Acklin is an incoming junior at Tennessee State University, in Nashville, where she is involved in the Biology Club, Student National Medical Association, Xi Phi Lambda (National Honors Medical Society) and Delta Sigma Theta Sorority. She was also recently elected Miss Junior for the 2003-2004 school year.
Acklin is the daughter of Evelyn W. Acklin and the granddaughter of Earline Lofton, both of Toomsuba.
Mississippi College announces that these area students were named to the President's List and Dean's List for the spring semester: Justin Alan Qualls, Reba LaNese Beard, Scott David Elliott Jr., Cristie Lee Green, Dustin Craig Hedgpeth, Rebecca Sara-Nell McCarty, April Teresa Hand, Julia Lynne Pollman and Adrian Lyle Spidle, all from Meridian; Daniel Wade Watson, from Toomsuba; and Mindy Brooke Espey, from Collinsville.
University of South Alabama President V. Gordon Moulton announced that Lane Campbell Dorman, of Meridian, was named to the scholastic Honors List for the spring 2003 semester.
The Partnership for a Healthy Mississippi recently awarded $1,000 scholarships to Crystal Moore and Tyler Skelton, both graduates of West Lauderdale High School. Mary Kathryn Covert, a graduate of Meridian High School, received a $2,000 scholarship.
Ashley Brook Bounds, a junior at West Lauderdale High School, was selected to represent the East Mississippi Electric Power Association Region at the State Leadership Conference in Jackson and at the National Leadership Conference in Washington, D.C.

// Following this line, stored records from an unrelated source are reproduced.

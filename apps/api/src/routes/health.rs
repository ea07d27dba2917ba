use axum::Json;
use serde_json::{json, Value};

use crate::engine::Platform;

/// GET /health
/// Returns a simple status object with service version and supported platforms.
pub async fn health_handler() -> Json<Value> {
    let platforms: Vec<&str> = Platform::ALL.iter().map(Platform::as_str).collect();
    Json(json!({
        "status": "ok",
        "version": env!("CARGO_PKG_VERSION"),
        "service": "ats-api",
        "platforms": platforms
    }))
}
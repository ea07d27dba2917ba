//! Survivability scoring — estimates how well a resume survives automated screening for a JD.
//!
//! Formula:
//! ```text
//! survivability = keyword × Wk + title × Wt + recency × Wr − age_risk × 0.1 − overqual_risk × 0.1
//! ```
//! clamped to [0, 1]. `W*` come from the platform profile. Every output field is rounded to
//! two decimals.

use chrono::{Datelike, Utc};
use lazy_static::lazy_static;
use regex::Regex;
use serde::{Deserialize, Serialize};

use crate::engine::platform::{profile_for, PlatformProfile};
use crate::engine::signals::{contains_any, extract_jd_signals, Seniority};

/// Role words that mark a line as a job title.
const ROLE_WORDS: &[&str] = &["engineer", "developer", "architect", "manager", "lead"];

/// Resume terms that flag a candidate as senior for overqualification.
const SENIOR_RESUME_TERMS: &[&str] = &[
    "senior",
    "lead",
    "principal",
    "architect",
    "director",
    "vp",
    "cto",
];

const JD_TITLE_SCAN_LINES: usize = 10;
const RESUME_TITLE_SCAN_LINES: usize = 50;

/// Title scores.
const TITLE_NEUTRAL: f64 = 0.5;
const TITLE_STRONG: f64 = 0.8;
const TITLE_PARTIAL: f64 = 0.5;
const TITLE_WEAK: f64 = 0.3;

/// No date-based computation yet; every resume gets the same recency.
pub const RECENCY_PLACEHOLDER: f64 = 0.7;

/// Multiplier applied to each risk before subtracting it.
const RISK_PENALTY: f64 = 0.1;

lazy_static! {
    static ref YEAR_RE: Regex = Regex::new(r"\b(19[89]\d|20[0-2]\d)\b").unwrap();
}

/// Output score vector. All fields in [0, 1], rounded to 2 decimals.
#[derive(Debug, Clone, Copy, PartialEq, Serialize, Deserialize)]
pub struct ScoreVector {
    pub keyword_score: f64,
    pub title_score: f64,
    pub age_proxy_risk: f64,
    pub overqual_risk: f64,
    pub survivability: f64,
}

/// Unrounded inputs to the survivability formula.
#[derive(Debug, Clone, Copy, PartialEq)]
pub struct ScoreComponents {
    pub keyword_score: f64,
    pub title_score: f64,
    pub recency_score: f64,
    pub age_proxy_risk: f64,
    pub overqual_risk: f64,
}

/// Scores a resume against a JD using the given platform's weights.
///
/// Unknown platforms are scored with `indeed` weights.
pub fn calculate_survivability_score(
    resume_text: &str,
    jd_text: &str,
    platform: &str,
) -> ScoreVector {
    let jd_signals = extract_jd_signals(jd_text);

    let components = ScoreComponents {
        keyword_score: calculate_keyword_score(resume_text, &jd_signals.top_terms),
        title_score: calculate_title_score(resume_text, jd_text),
        recency_score: RECENCY_PLACEHOLDER,
        age_proxy_risk: calculate_age_proxy_risk(resume_text),
        overqual_risk: calculate_overqual_risk(resume_text, jd_signals.seniority),
    };

    let scores = combine_scores(&components, &profile_for(platform));

    tracing::debug!(
        platform,
        keyword = scores.keyword_score,
        title = scores.title_score,
        survivability = scores.survivability,
        "Calculated survivability score"
    );

    scores
}

/// Applies platform weights and risk penalties, clamps, and rounds.
pub fn combine_scores(c: &ScoreComponents, profile: &PlatformProfile) -> ScoreVector {
    let raw = c.keyword_score * profile.keyword_weight
        + c.title_score * profile.title_weight
        + c.recency_score * profile.recency_weight
        - c.age_proxy_risk * RISK_PENALTY
        - c.overqual_risk * RISK_PENALTY;

    ScoreVector {
        keyword_score: round2(c.keyword_score),
        title_score: round2(c.title_score),
        age_proxy_risk: round2(c.age_proxy_risk),
        overqual_risk: round2(c.overqual_risk),
        survivability: round2(raw.clamp(0.0, 1.0)),
    }
}

/// Fraction of JD keywords found anywhere in the resume. 0.0 when there are no keywords.
pub fn calculate_keyword_score(resume_text: &str, jd_keywords: &[String]) -> f64 {
    if jd_keywords.is_empty() {
        return 0.0;
    }

    let resume_lower = resume_text.to_lowercase();
    let matches = jd_keywords
        .iter()
        .filter(|keyword| resume_lower.contains(&keyword.to_lowercase()))
        .count();

    (matches as f64 / jd_keywords.len() as f64).min(1.0)
}

/// Compares the JD title against title-like lines near the top of the resume.
///
/// - no JD title in the first 10 lines → 0.5
/// - no title-like line in the first 50 resume lines → 0.3
/// - first candidate sharing ≥2 words → 0.8, exactly 1 word → 0.5 (whichever comes first)
/// - no candidate shares a word → 0.3
pub fn calculate_title_score(resume_text: &str, jd_text: &str) -> f64 {
    let Some(jd_title) = find_title_lines(jd_text, JD_TITLE_SCAN_LINES).next() else {
        return TITLE_NEUTRAL;
    };

    let resume_titles: Vec<&str> = find_title_lines(resume_text, RESUME_TITLE_SCAN_LINES).collect();
    if resume_titles.is_empty() {
        return TITLE_WEAK;
    }

    let jd_title_lower = jd_title.to_lowercase();
    let jd_words: Vec<&str> = unique_words(&jd_title_lower);

    for title in resume_titles {
        let title_lower = title.to_lowercase();
        let common = unique_words(&title_lower)
            .into_iter()
            .filter(|w| jd_words.contains(w))
            .count();

        if common >= 2 {
            return TITLE_STRONG;
        } else if common == 1 {
            return TITLE_PARTIAL;
        }
    }

    TITLE_WEAK
}

/// Trimmed lines among the first `limit` that contain a role word.
fn find_title_lines(text: &str, limit: usize) -> impl Iterator<Item = &str> {
    text.split('\n')
        .take(limit)
        .filter(|line| contains_any(&line.to_lowercase(), ROLE_WORDS))
        .map(str::trim)
}

fn unique_words(text: &str) -> Vec<&str> {
    let mut words: Vec<&str> = Vec::new();
    for word in text.split_whitespace() {
        if !words.contains(&word) {
            words.push(word);
        }
    }
    words
}

/// Age-proxy risk from the oldest 1980–2029 year in the resume, using the current year.
pub fn calculate_age_proxy_risk(resume_text: &str) -> f64 {
    age_proxy_risk_for_year(resume_text, Utc::now().year())
}

/// Age-proxy risk relative to an explicit calendar year.
///
/// No years or oldest ≥ 2000 → 0.1; otherwise by age of the oldest year:
/// > 30 → 0.8, > 20 → 0.5, else 0.2.
pub fn age_proxy_risk_for_year(resume_text: &str, current_year: i32) -> f64 {
    let oldest = YEAR_RE
        .find_iter(resume_text)
        .filter_map(|m| m.as_str().parse::<i32>().ok())
        .min();

    let Some(oldest) = oldest else {
        return 0.1;
    };

    if oldest >= 2000 {
        return 0.1;
    }

    let age = current_year - oldest;
    if age > 30 {
        0.8
    } else if age > 20 {
        0.5
    } else {
        0.2
    }
}

/// Overqualification risk from resume seniority terms against the JD's seniority.
pub fn calculate_overqual_risk(resume_text: &str, jd_seniority: Seniority) -> f64 {
    let resume_is_senior = contains_any(&resume_text.to_lowercase(), SENIOR_RESUME_TERMS);

    match (resume_is_senior, jd_seniority) {
        (true, Seniority::Junior) => 0.7,
        (true, Seniority::Mid) => 0.3,
        // Underqualified rather than overqualified.
        (false, Seniority::Senior) => 0.2,
        _ => 0.1,
    }
}

/// Rounds on the exact decimal expansion, so 0.125 is 0.12 and 0.11499999999999999 is 0.11.
fn round2(value: f64) -> f64 {
    format!("{value:.2}").parse().unwrap_or(value)
}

Bounds spent the week of June 7-14 in the nation's capital with student leaders from all over the United States. She was selected for the scholarship based on her leadership abilities, a creative presentation and an interview.
Nicole Burton of Meridian has been named a United States National Award Winner for science. Burton, who attends Meridian High School, was nominated for this national award by Virgie Palmer.
Burton will appear in the United States Achievement Academy Official Yearbook, which is published nationally.
Burton is the daughter of Carl and Shirley Burton of Toomsuba. She is the granddaughter of the Late Mattie Bourrage and Sammie Bourrage of Meridian, and Ruben Burton of Toomsuba.